WINDERMERE, Fla.--The past year of Sara Dawson’s life reads like the Book of Job.

First there was the separation from her husband pending divorce. Next came the fire last May that burned down the house that she was preparing to move into, destroying all the sentimental possessions she had already stored there.

That was followed by an arson investigation, which seemed to take forever to resolve. Then her father took ill and died from lung cancer.

Meanwhile, sprinkled in among those travails were her own health problems--a melanoma removed from her back, a mass removed from her nose, and torn ACL and meniscus.

So, it’s really not surprising that the office manager and mother of two just threw up her hands when several builders told her that the proceeds from her insurance claim weren’t enough to rebuild her home.

"I didn't know what to do," recalled Dawson. "Here I was I could barely function at this point. Anything [possessions] that mattered to me was gone," including from her children when they were young and a cherished bowl from a grandmother.

Then there was the "what-if" stress. The fire marshal told her the faulty electrical fire started just 6 feet from where her son would have been sleeping if they had moved into the house.

That's when Nathan Cross, a local Orlando-area small builder came into her life. At a loss about what to do after several builders sent her away, a friend in real estate gave her Cross' name. His company, NWC Construction, made local headlines a year ago for rebuilding another house that had burned down, replacing it with an extremely energy-efficient green house.

“He came up, and he walked the house with me and basically held my hand and said, ‘You know, we can make this work with what we can get,’” Dawson remembered.

And then Cross went home with a copy of Dawson’s insurance policy and started reading the fine print, looking for ways to squeeze more out of the insurance company. With the help of an attorney provided through his membership in the National Association of Home Builders (NAHB) and his own experience with insurance policies, Cross managed to find another $50,000 worth of insurance money due to Dawson, boosting the total proceeds to $305,000

"Dealing with the first [burnt home] last year we realized that there were some ins and outs," Cross explained.

The insurance company had originally offered Dawson just the face value for the policy on her home, which was under-insured. But Cross was able to tap into provisions that provided for replacement costs at current value, demolition costs, landscape costs, and a laws and ordinances section that kicks in when laws have changed that add costs to the construction of a home.

Cross did all that work without a contract to rebuild the house.

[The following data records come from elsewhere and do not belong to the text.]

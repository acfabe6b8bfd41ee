// Copyright (c) AlphaVelocity.
// All rights reserved.
//
// This source code is licensed under the license found in the
// LICENSE file in the root directory of this source tree.

use clap::{crate_version, value_parser, Arg, ArgAction, Command};

fn json_flags(cmd: Command) -> Command {
    cmd.arg(
        Arg::new("json")
            .long("json")
            .action(ArgAction::SetTrue)
            .help("Print as pretty JSON"),
    )
    .arg(
        Arg::new("jsonl")
            .long("jsonl")
            .action(ArgAction::SetTrue)
            .help("Print as JSON lines"),
    )
}

pub fn build_cli() -> Command {
    Command::new("spendclip")
        .version(crate_version!())
        .about("Single-user expense tracking with monthly category reports")
        .subcommand(Command::new("init").about("Initialize the database"))
        .subcommand(
            Command::new("expense")
                .about("Record and browse expenses")
                .subcommand(
                    Command::new("add")
                        .about("Record a new expense")
                        .arg(Arg::new("title").long("title").required(true))
                        .arg(Arg::new("amount").long("amount").required(true))
                        .arg(Arg::new("category").long("category").required(true))
                        .arg(
                            Arg::new("date")
                                .long("date")
                                .help("YYYY-MM-DD, defaults to today"),
                        ),
                )
                .subcommand(json_flags(
                    Command::new("list")
                        .about("List expenses, newest first")
                        .arg(
                            Arg::new("month")
                                .long("month")
                                .help("Only expenses in this month (YYYY-MM)"),
                        )
                        .arg(
                            Arg::new("category")
                                .long("category")
                                .help("Only expenses with this category id"),
                        )
                        .arg(
                            Arg::new("limit")
                                .long("limit")
                                .value_parser(value_parser!(usize)),
                        ),
                ))
                .subcommand(
                    Command::new("edit")
                        .about("Replace an expense (all fields required)")
                        .arg(Arg::new("id").required(true).value_parser(value_parser!(i64)))
                        .arg(Arg::new("title").long("title").required(true))
                        .arg(Arg::new("amount").long("amount").required(true))
                        .arg(Arg::new("category").long("category").required(true))
                        .arg(Arg::new("date").long("date").required(true)),
                )
                .subcommand(
                    Command::new("rm")
                        .about("Delete an expense (irreversible)")
                        .arg(Arg::new("id").required(true).value_parser(value_parser!(i64))),
                ),
        )
        .subcommand(
            Command::new("report").about("Monthly reports").subcommand(json_flags(
                Command::new("month")
                    .about("Category breakdown and dominant category for one month")
                    .arg(
                        Arg::new("month")
                            .long("month")
                            .help("YYYY-MM, defaults to the current month"),
                    ),
            )),
        )
        .subcommand(
            Command::new("currency")
                .about("Currency preference")
                .subcommand(Command::new("get").about("Show the active currency"))
                .subcommand(
                    Command::new("set")
                        .about("Set the active currency")
                        .arg(Arg::new("code").required(true).help("USD or INR")),
                ),
        )
        .subcommand(
            Command::new("category")
                .about("Expense categories")
                .subcommand(Command::new("list").about("List the category catalog")),
        )
        .subcommand(
            Command::new("export").about("Export data to a file").subcommand(
                Command::new("expenses")
                    .about("Export all expenses")
                    .arg(
                        Arg::new("format")
                            .long("format")
                            .default_value("csv")
                            .help("csv or json"),
                    )
                    .arg(Arg::new("out").long("out").required(true)),
            ),
        )
        .subcommand(Command::new("doctor").about("Check stored data for issues"))
}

“Nathan took my policy and fixed it without any commitment from me,” said Dawson. “He’s a very small company. It’s a very David and Goliath thing.”

Cross wasn’t worried about Dawson going to another builder for the rebuild, especially since several other builders in the upscale Windermere community had turned her away earlier. Plus, as a small builder, Cross lives on referrals that are generated when you go out of the way to please a client.

“The only advertising we have ever had that paid off was word of mouth,” he said.

Besides, Cross, 30, who grew up working for his builder father and started his career working for a large public home builder, went into business for himself because he likes customer contact. Making clients happy makes him happy. And Dawson could use some happiness.

“We do a lot of hand-holding for a lot of our customers,” he said. “We are used to that. It’s our business.”

In Dawson’s case he did more than hand-holding and building the house, he also re-designed it according to what Dawson said she wanted. He even picked out the interior finishes with little more than approval feedback from Dawson. With all her other personal problems, Dawson was happy to leave it all to Cross.

“I really felt that I could be in no more capable hands,” said Dawson. “I didn’t have time to be bothered with the details. We were both on the same page--traditional design with a modern twist. I couldn’t have come up with half the stuff he has done.”

With a $350,000 budget, he demolished the burned-out shell and rebuilt on the same footprint. Like the original, the house has three bedrooms, 2 1/2 baths, and the 2,380 square feet the original house had, but some walls were moved to make the home, which was originally built in the 1980s more functional.

On the outside, it still resembles the original house; it’s a traditional two-story vernacular farmhouse with a wrap-around porch. But the similarities end with the style. The new house was built with modern materials and systems that make it so energy stingy and environmentally conscious that it became the first house in Florida to receive the Emerald certification under the NAHB’s National Green Building Standard, as well as a Platinum level under the Florida Green Building Coalition’s standards, he said. The home’s HERS score is 59.

“We don’t do what I call the sexy green build,” Cross said. “There’s no solar or that sort of thing.” Instead, he concentrated on building a tight envelope on the house, insulating well, installing low-E windows, and other basic good construction techniques.

“The house is stunning,” Dawson said. But the way she sees it, Cross gave her more than a beautiful new home.

“He put himself on the line for me, and I’m a nobody,” she said. “He was heaven sent … . He restored my faith in humans at a point when I figured everybody was scum. It honestly renewed my faith that there are people who care for one another and are compassionate.”

 Teresa Burney is a senior editor for BUILDER and BIG BUILDER magazines.